WHAT TO PRODUCE - Among the lines of the records, please find those that contain the word "String" and copy them.
____________________
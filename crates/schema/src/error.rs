//! Error types for the document store seam.

use thiserror::Error;

use crate::version::VersionId;

/// Errors surfaced by a [`crate::SchemaStore`].
///
/// Every failure of `evolve` is one of these. All but one are propagated from
/// the store; the engine itself only reports `Corrupt` when the latest
/// version id leaves no room for a successor.
#[derive(Debug, Error)]
pub enum StoreError {
    /// The store could not be reached or the operation failed
    #[error("store unavailable: {0}")]
    Unavailable(String),

    /// An append was refused because the version already exists
    #[error("schema version {version} already exists")]
    VersionConflict { version: VersionId },

    /// A persisted record could not be decoded
    #[error("corrupt record: {0}")]
    Corrupt(String),
}

/// Result type for store operations.
pub type StoreResult<T> = Result<T, StoreError>;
____________________
EXERCISE RESPONSE -
    Unavailable(String),
    Corrupt(String),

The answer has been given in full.